Please return all of the entries below exactly as they are written.
§
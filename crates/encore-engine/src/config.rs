use anyhow::{Context, Result};
use confyg::{env, Confygery};
use serde::{Deserialize, Serialize};
use std::path::PathBuf;

use crate::recommend::{BlendConfig, SimilarityConfig};
use crate::scoring::ScoreWeights;

/// Configuration for encore.
///
/// Configuration is loaded from multiple sources with the following priority:
/// 1. CLI arguments (highest priority)
/// 2. Environment variables (ENCORE_* prefix)
/// 3. Config file (~/.config/encore/config.toml)
/// 4. Built-in defaults (lowest priority)
#[derive(Debug, Clone, Serialize, Deserialize)]
pub struct Config {
    /// Path to the SQLite database.
    ///
    /// Can be set via:
    /// - CLI: --db /path/to/db
    /// - ENV: ENCORE_DATABASE_PATH
    /// - Config: database_path = "/path/to/db"
    /// - Default: ~/.local/share/encore/encore.db
    #[serde(default = "default_db_path")]
    pub database_path: PathBuf,

    /// Last.fm API key (similar tracks and enrichment).
    ///
    /// Can be set via:
    /// - ENV: ENCORE_LASTFM_API_KEY
    /// - Config: lastfm_api_key = "..."
    #[serde(default)]
    pub lastfm_api_key: Option<String>,

    /// Composite score weights for snapshot passes.
    #[serde(default)]
    pub scoring: ScoreWeights,

    /// Recommendation blend sizes and request deadline.
    #[serde(default)]
    pub recommend: BlendConfig,

    /// Similar-to-saved bucket settings.
    #[serde(default)]
    pub similarity: SimilarityConfig,
}

impl Default for Config {
    fn default() -> Self {
        Self {
            database_path: default_db_path(),
            lastfm_api_key: None,
            scoring: ScoreWeights::default(),
            recommend: BlendConfig::default(),
            similarity: SimilarityConfig::default(),
        }
    }
}

impl Config {
    /// Load configuration from file and environment variables.
    ///
    /// Searches for config file at: ~/.config/encore/config.toml
    /// Reads environment variables with ENCORE_ prefix.
    ///
    /// # Errors
    ///
    /// Returns an error if the config file exists but cannot be parsed.
    pub fn load() -> Result<Self> {
        let config_path = config_file_path();

        let mut builder = Confygery::new().context("Failed to create config builder")?;

        if config_path.exists() {
            let path_str = config_path
                .to_str()
                .ok_or_else(|| anyhow::anyhow!("Config path contains invalid UTF-8"))?;
            builder
                .add_file(path_str)
                .context("Failed to load config file")?;
        }

        let env_opts = env::Options::with_top_level("encore");
        builder
            .add_env(env_opts)
            .context("Failed to load environment variables")?;

        let config: Self = builder.build().context("Failed to build configuration")?;
        config
            .scoring
            .validate()
            .context("Invalid [scoring] weights")?;

        Ok(config)
    }

    /// Load configuration with custom database path.
    ///
    /// This is used when the --db CLI flag is provided.
    pub fn load_with_db_path(db_path: PathBuf) -> Result<Self> {
        let mut config = Self::load()?;
        config.database_path = db_path;
        Ok(config)
    }

    /// The Last.fm key, if set to something non-blank.
    pub fn lastfm_key(&self) -> Option<&str> {
        self.lastfm_api_key
            .as_deref()
            .map(str::trim)
            .filter(|k| !k.is_empty())
    }
}

/// Get the default database path.
///
/// Returns: ~/.local/share/encore/encore.db (or platform equivalent)
fn default_db_path() -> PathBuf {
    dirs::data_dir()
        .unwrap_or_else(|| PathBuf::from("."))
        .join("encore")
        .join("encore.db")
}

/// Get the config file path.
///
/// Returns:
/// - Linux: ~/.config/encore/config.toml
/// - macOS: ~/Library/Application Support/encore/config.toml
/// - Windows: %APPDATA%\encore\config.toml
pub fn config_file_path() -> PathBuf {
    dirs::config_dir()
        .unwrap_or_else(|| PathBuf::from("."))
        .join("encore")
        .join("config.toml")
}

/// Get the example config file content.
pub fn example_config() -> &'static str {
    r#"# Encore Configuration File
#
# Configuration is loaded from multiple sources with the following priority:
# 1. CLI arguments (highest priority)
# 2. Environment variables (ENCORE_* prefix)
# 3. This config file
# 4. Built-in defaults (lowest priority)

# Last.fm API key, used for similar-to-saved recommendations and enrichment
#
# Register for a free API key at: https://www.last.fm/api/account/create
#
# Can also be set via:
# - Environment: ENCORE_LASTFM_API_KEY=your-key-here
#lastfm_api_key = "your-lastfm-api-key-here"

# Path to the SQLite database
#
# Can also be set via:
# - CLI: encore --db /custom/path.db snapshot
# - Environment: ENCORE_DATABASE_PATH=/custom/path.db
#
# Default: Platform-specific data directory
#database_path = "/path/to/custom/encore.db"

# Composite popularity score weights. Must be non-negative and sum to 1.0.
[scoring]
counter = 0.3
popularity = 0.2
playcount = 0.1
listeners = 0.1
rating = 0.1
youtube_views = 0.1
youtube_likes = 0.1

# Recommendation blend. Each of the three buckets gets total_limit / 3.
[recommend]
total_limit = 30
candidate_limit = 80
timeout_secs = 60

# Similar-to-saved bucket
[similarity]
favorites_sampled = 5
tracks_per_favorite = 6
request_delay_ms = 250
requests_per_second = 5
"#
}

/// Create default config file if it doesn't exist.
///
/// Returns true if a new file was created, false if it already existed.
pub fn ensure_config_file() -> Result<bool> {
    let config_path = config_file_path();

    if config_path.exists() {
        return Ok(false);
    }

    if let Some(parent) = config_path.parent() {
        std::fs::create_dir_all(parent).context("Failed to create config directory")?;
    }

    std::fs::write(&config_path, example_config()).context("Failed to write config file")?;

    Ok(true)
}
§
*TASK ANSWER*.
filename crates/encore-engine/src/config.rs
use anyhow::{Context, Result};
use confyg::{env, Confygery};
use serde::{Deserialize, Serialize};
use std::path::PathBuf;

use crate::recommend::{BlendConfig, SimilarityConfig};
use crate::scoring::ScoreWeights;

/// Configuration for encore.
///
/// Configuration is loaded from multiple sources with the following priority:
/// 1. CLI arguments (highest priority)
/// 2. Environment variables (ENCORE_* prefix)
/// 3. Config file (~/.config/encore/config.toml)
/// 4. Built-in defaults (lowest priority)
#[derive(Debug, Clone, Serialize, Deserialize)]
pub struct Config {
    /// Path to the SQLite database.
    ///
    /// Can be set via:
    /// - CLI: --db /path/to/db
    /// - ENV: ENCORE_DATABASE_PATH
    /// - Config: database_path = "/path/to/db"
    /// - Default: ~/.local/share/encore/encore.db
    #[serde(default = "default_db_path")]
    pub database_path: PathBuf,

    /// Last.fm API key (similar tracks and enrichment).
    ///
    /// Can be set via:
    /// - ENV: ENCORE_LASTFM_API_KEY
    /// - Config: lastfm_api_key = "..."
    #[serde(default)]
    pub lastfm_api_key: Option<String>,

    /// Composite score weights for snapshot passes.
    #[serde(default)]
    pub scoring: ScoreWeights,

    /// Recommendation blend sizes and request deadline.
    #[serde(default)]
    pub recommend: BlendConfig,

    /// Similar-to-saved bucket settings.
    #[serde(default)]
    pub similarity: SimilarityConfig,
}

impl Default for Config {
    fn default() -> Self {
        Self {
            database_path: default_db_path(),
            lastfm_api_key: None,
            scoring: ScoreWeights::default(),
            recommend: BlendConfig::default(),
            similarity: SimilarityConfig::default(),
        }
    }
}

impl Config {
    /// Load configuration from file and environment variables.
    ///
    /// Searches for config file at: ~/.config/encore/config.toml
    /// Reads environment variables with ENCORE_ prefix.
    ///
    /// # Errors
    ///
    /// Returns an error if the config file exists but cannot be parsed.
    pub fn load() -> Result<Self> {
        let config_path = config_file_path();

        let mut builder = Confygery::new().context("Failed to create config builder")?;

        if config_path.exists() {
            let path_str = config_path
                .to_str()
                .ok_or_else(|| anyhow::anyhow!("Config path contains invalid UTF-8"))?;
            builder
                .add_file(path_str)
                .context("Failed to load config file")?;
        }

        let env_opts = env::Options::with_top_level("encore");
        builder
            .add_env(env_opts)
            .context("Failed to load environment variables")?;

        let config: Self = builder.build().context("Failed to build configuration")?;
        config
            .scoring
            .validate()
            .context("Invalid [scoring] weights")?;

        Ok(config)
    }

    /// Load configuration with custom database path.
    ///
    /// This is used when the --db CLI flag is provided.
    pub fn load_with_db_path(db_path: PathBuf) -> Result<Self> {
        let mut config = Self::load()?;
        config.database_path = db_path;
        Ok(config)
    }

    /// The Last.fm key, if set to something non-blank.
    pub fn lastfm_key(&self) -> Option<&str> {
        self.lastfm_api_key
            .as_deref()
            .map(str::trim)
            .filter(|k| !k.is_empty())
    }
}

/// Get the default database path.
///
/// Returns: ~/.local/share/encore/encore.db (or platform equivalent)
fn default_db_path() -> PathBuf {
    dirs::data_dir()
        .unwrap_or_else(|| PathBuf::from("."))
        .join("encore")
        .join("encore.db")
}

/// Get the config file path.
///
/// Returns:
/// - Linux: ~/.config/encore/config.toml
/// - macOS: ~/Library/Application Support/encore/config.toml
/// - Windows: %APPDATA%\encore\config.toml
pub fn config_file_path() -> PathBuf {
    dirs::config_dir()
        .unwrap_or_else(|| PathBuf::from("."))
        .join("encore")
        .join("config.toml")
}

/// Get the example config file content.
pub fn example_config() -> &'static str {
    r#"# Encore Configuration File
#
# Configuration is loaded from multiple sources with the following priority:
# 1. CLI arguments (highest priority)
# 2. Environment variables (ENCORE_* prefix)
# 3. This config file
# 4. Built-in defaults (lowest priority)

# Last.fm API key, used for similar-to-saved recommendations and enrichment
#
# Register for a free API key at: https://www.last.fm/api/account/create
#
# Can also be set via:
# - Environment: ENCORE_LASTFM_API_KEY=your-key-here
#lastfm_api_key = "your-lastfm-api-key-here"

# Path to the SQLite database
#
# Can also be set via:
# - CLI: encore --db /custom/path.db snapshot
# - Environment: ENCORE_DATABASE_PATH=/custom/path.db
#
# Default: Platform-specific data directory
#database_path = "/path/to/custom/encore.db"

# Composite popularity score weights. Must be non-negative and sum to 1.0.
[scoring]
counter = 0.3
popularity = 0.2
playcount = 0.1
listeners = 0.1
rating = 0.1
youtube_views = 0.1
youtube_likes = 0.1

# Recommendation blend. Each of the three buckets gets total_limit / 3.
[recommend]
total_limit = 30
candidate_limit = 80
timeout_secs = 60

# Similar-to-saved bucket
[similarity]
favorites_sampled = 5
tracks_per_favorite = 6
request_delay_ms = 250
requests_per_second = 5
"#
}

/// Create default config file if it doesn't exist.
///
/// Returns true if a new file was created, false if it already existed.
pub fn ensure_config_file() -> Result<bool> {
    let config_path = config_file_path();

    if config_path.exists() {
        return Ok(false);
    }

    if let Some(parent) = config_path.parent() {
        std::fs::create_dir_all(parent).context("Failed to create config directory")?;
    }

    std::fs::write(&config_path, example_config()).context("Failed to write config file")?;

    Ok(true)
}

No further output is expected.